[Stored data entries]
++++++++++

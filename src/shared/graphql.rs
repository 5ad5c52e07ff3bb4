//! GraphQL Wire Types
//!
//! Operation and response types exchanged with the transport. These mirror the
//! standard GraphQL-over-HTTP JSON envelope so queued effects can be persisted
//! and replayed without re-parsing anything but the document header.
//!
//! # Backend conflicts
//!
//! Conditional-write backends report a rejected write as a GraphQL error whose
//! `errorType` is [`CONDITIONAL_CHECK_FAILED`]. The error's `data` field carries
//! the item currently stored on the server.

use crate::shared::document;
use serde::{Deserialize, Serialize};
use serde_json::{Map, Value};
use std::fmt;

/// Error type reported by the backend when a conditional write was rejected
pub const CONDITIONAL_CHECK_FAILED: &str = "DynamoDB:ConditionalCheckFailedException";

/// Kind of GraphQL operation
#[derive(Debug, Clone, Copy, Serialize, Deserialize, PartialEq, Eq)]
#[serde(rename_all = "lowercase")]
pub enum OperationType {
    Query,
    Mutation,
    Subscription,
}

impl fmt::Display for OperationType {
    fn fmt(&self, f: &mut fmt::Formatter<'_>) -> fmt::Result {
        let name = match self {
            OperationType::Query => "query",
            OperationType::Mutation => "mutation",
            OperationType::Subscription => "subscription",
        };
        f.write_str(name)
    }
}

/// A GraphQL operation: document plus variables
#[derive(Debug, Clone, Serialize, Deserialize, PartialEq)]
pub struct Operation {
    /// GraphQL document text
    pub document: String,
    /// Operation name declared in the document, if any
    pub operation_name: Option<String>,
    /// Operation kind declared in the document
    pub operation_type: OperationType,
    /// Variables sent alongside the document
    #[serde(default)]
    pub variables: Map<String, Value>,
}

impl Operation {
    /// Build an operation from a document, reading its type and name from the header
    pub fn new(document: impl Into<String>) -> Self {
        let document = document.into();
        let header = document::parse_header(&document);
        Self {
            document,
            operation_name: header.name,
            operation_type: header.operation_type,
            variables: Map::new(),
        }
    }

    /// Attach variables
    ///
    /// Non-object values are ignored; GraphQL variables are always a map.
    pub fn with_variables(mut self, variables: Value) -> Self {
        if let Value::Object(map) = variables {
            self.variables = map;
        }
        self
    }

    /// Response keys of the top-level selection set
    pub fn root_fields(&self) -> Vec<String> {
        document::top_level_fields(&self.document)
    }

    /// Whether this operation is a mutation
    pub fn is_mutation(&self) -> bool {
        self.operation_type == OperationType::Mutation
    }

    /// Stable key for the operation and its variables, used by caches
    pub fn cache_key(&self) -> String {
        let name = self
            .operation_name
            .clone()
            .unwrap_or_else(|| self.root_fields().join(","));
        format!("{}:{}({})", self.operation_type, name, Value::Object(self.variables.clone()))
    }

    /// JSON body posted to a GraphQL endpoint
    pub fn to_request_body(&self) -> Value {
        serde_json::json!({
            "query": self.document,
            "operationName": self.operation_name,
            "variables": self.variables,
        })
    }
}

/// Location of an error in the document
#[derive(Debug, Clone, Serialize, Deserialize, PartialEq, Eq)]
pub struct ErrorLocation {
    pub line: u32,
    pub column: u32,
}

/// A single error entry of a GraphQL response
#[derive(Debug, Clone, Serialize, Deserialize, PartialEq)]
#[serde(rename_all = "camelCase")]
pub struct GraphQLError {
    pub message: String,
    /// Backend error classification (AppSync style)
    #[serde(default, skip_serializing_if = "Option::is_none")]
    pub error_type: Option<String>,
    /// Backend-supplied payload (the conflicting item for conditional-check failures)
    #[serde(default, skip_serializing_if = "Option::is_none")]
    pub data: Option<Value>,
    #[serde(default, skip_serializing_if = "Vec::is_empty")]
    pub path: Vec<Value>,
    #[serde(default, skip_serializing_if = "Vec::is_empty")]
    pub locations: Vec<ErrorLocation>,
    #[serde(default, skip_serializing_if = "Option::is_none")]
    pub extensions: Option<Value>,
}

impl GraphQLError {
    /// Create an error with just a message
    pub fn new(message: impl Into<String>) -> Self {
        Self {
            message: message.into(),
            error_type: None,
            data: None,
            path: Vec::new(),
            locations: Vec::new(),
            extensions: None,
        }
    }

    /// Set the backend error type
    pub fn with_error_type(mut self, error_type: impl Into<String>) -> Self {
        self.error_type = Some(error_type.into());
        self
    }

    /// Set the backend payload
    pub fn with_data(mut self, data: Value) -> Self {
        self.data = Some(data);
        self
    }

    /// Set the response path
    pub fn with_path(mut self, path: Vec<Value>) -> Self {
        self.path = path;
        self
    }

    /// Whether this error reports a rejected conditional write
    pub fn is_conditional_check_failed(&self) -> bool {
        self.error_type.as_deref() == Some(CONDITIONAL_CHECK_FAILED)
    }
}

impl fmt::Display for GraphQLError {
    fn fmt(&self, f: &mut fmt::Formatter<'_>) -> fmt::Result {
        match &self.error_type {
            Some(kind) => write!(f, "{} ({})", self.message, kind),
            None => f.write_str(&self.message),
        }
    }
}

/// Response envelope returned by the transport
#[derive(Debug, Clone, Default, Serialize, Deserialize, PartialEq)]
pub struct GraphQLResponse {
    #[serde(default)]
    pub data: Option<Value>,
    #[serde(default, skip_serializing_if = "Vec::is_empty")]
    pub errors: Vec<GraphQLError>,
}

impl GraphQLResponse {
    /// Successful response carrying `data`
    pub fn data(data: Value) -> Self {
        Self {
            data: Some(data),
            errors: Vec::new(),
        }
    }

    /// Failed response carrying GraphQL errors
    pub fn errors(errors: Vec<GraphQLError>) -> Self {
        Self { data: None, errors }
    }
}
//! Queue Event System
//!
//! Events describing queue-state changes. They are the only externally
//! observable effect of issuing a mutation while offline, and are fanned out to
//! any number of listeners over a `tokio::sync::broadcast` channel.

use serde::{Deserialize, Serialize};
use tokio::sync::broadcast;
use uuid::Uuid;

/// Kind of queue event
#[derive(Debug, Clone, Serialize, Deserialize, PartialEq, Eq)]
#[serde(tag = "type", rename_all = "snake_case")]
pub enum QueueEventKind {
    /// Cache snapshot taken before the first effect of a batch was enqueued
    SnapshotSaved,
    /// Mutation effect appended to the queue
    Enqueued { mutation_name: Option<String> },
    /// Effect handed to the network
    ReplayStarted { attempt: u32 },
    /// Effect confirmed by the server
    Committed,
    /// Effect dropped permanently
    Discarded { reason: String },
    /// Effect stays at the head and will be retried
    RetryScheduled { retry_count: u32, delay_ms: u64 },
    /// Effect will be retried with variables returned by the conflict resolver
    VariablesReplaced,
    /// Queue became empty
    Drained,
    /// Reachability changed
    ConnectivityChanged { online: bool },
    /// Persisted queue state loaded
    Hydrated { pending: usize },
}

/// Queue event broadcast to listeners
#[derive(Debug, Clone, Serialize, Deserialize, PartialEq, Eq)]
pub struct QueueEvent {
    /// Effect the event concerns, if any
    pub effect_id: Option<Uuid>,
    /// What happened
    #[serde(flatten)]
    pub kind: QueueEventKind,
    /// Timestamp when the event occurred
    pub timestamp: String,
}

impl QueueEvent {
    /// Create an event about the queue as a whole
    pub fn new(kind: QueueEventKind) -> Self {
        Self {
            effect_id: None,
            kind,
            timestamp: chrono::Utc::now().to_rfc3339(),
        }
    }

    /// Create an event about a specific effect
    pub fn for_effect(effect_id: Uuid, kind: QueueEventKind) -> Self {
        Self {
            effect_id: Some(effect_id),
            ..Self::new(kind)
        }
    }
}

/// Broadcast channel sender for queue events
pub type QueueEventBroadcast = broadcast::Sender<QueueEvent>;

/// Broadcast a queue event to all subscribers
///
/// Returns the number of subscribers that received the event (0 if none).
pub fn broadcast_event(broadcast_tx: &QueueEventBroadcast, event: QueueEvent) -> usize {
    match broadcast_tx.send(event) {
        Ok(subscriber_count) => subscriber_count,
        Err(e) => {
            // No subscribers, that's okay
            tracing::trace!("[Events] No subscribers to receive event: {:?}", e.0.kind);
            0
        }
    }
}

++++++++++

* _EXERCISE_
Please report how many lines of the entries above include "Uuid". Only the number is wanted.

* _PROBLEM SOLUTION_
3